• **PROVIDED RECORDS**:
pub mod aggregate;
pub mod config;
pub mod error;
pub mod flags;
pub mod kpi;
pub mod models;
pub mod normalize;
pub mod output;
pub mod pipeline;
pub mod ranking;
pub mod report;
pub mod sequence;
pub mod synthetic;
pub mod table;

• **HOW TO COMPLETE THIS TASK**:
Repeat back all of the material, character for character.

• **SOLUTION FOR THIS TASK**:
pub mod aggregate;
pub mod config;
pub mod error;
pub mod flags;
pub mod kpi;
pub mod models;
pub mod normalize;
pub mod output;
pub mod pipeline;
pub mod ranking;
pub mod report;
pub mod sequence;
pub mod synthetic;
pub mod table;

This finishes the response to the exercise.